Work order: Starting at the top of the entries below, set down each line exactly as written, and stop after the line containing "Every party other".

Extracted entries:
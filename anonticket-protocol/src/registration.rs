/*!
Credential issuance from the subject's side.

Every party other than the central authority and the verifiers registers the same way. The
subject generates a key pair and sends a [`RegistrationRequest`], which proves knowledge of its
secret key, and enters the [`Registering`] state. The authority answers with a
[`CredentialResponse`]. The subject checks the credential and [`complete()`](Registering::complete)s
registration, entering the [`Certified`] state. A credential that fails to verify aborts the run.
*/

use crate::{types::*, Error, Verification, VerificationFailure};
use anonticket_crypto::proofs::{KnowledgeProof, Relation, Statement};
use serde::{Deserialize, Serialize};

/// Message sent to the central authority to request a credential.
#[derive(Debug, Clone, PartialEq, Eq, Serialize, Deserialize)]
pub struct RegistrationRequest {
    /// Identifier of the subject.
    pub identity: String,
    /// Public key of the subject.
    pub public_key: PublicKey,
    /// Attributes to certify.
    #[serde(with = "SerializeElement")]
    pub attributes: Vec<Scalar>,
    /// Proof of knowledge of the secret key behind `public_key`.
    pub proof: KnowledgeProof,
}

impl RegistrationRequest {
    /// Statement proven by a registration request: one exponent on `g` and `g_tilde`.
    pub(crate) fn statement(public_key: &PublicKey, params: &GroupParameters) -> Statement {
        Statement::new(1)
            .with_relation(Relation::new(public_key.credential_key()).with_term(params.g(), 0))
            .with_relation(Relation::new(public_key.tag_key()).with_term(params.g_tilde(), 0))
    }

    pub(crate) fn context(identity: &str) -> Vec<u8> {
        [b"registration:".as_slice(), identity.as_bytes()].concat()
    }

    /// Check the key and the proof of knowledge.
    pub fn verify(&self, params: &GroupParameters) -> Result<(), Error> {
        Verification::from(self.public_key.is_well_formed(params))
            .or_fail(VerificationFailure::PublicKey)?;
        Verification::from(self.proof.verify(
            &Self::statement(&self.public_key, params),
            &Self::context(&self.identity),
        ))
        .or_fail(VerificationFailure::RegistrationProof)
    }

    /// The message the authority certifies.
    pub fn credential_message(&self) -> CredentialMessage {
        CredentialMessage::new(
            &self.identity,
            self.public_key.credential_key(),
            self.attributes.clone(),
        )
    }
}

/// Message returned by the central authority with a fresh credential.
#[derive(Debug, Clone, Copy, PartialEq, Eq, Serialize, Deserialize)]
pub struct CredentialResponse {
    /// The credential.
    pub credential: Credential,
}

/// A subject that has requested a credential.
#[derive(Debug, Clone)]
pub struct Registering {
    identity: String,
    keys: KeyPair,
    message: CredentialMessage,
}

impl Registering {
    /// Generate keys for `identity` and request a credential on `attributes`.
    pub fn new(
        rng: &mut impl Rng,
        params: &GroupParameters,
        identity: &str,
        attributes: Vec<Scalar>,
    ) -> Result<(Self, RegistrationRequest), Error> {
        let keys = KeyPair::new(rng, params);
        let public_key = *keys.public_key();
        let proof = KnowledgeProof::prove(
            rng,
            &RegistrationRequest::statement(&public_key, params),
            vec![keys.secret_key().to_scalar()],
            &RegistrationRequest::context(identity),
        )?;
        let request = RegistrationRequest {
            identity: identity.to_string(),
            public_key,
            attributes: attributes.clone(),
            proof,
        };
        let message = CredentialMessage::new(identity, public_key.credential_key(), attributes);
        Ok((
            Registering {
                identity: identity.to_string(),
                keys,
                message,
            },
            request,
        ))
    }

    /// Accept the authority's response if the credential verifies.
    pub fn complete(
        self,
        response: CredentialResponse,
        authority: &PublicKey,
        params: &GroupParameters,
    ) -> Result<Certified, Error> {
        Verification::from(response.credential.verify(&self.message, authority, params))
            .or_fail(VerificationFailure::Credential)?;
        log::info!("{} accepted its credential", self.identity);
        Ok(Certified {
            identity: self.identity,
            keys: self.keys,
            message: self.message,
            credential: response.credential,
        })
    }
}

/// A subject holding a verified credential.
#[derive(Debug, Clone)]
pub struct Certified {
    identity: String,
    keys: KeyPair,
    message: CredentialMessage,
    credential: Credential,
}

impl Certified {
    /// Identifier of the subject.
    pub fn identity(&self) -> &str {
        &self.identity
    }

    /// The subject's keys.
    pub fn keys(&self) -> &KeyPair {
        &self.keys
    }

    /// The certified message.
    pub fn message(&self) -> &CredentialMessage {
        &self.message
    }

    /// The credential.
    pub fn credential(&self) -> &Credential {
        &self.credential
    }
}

Solution for this exercise:
filename anonticket-protocol/src/registration.rs
/*!
Credential issuance from the subject's side.

Every party other than the central authority and the verifiers registers the same way. The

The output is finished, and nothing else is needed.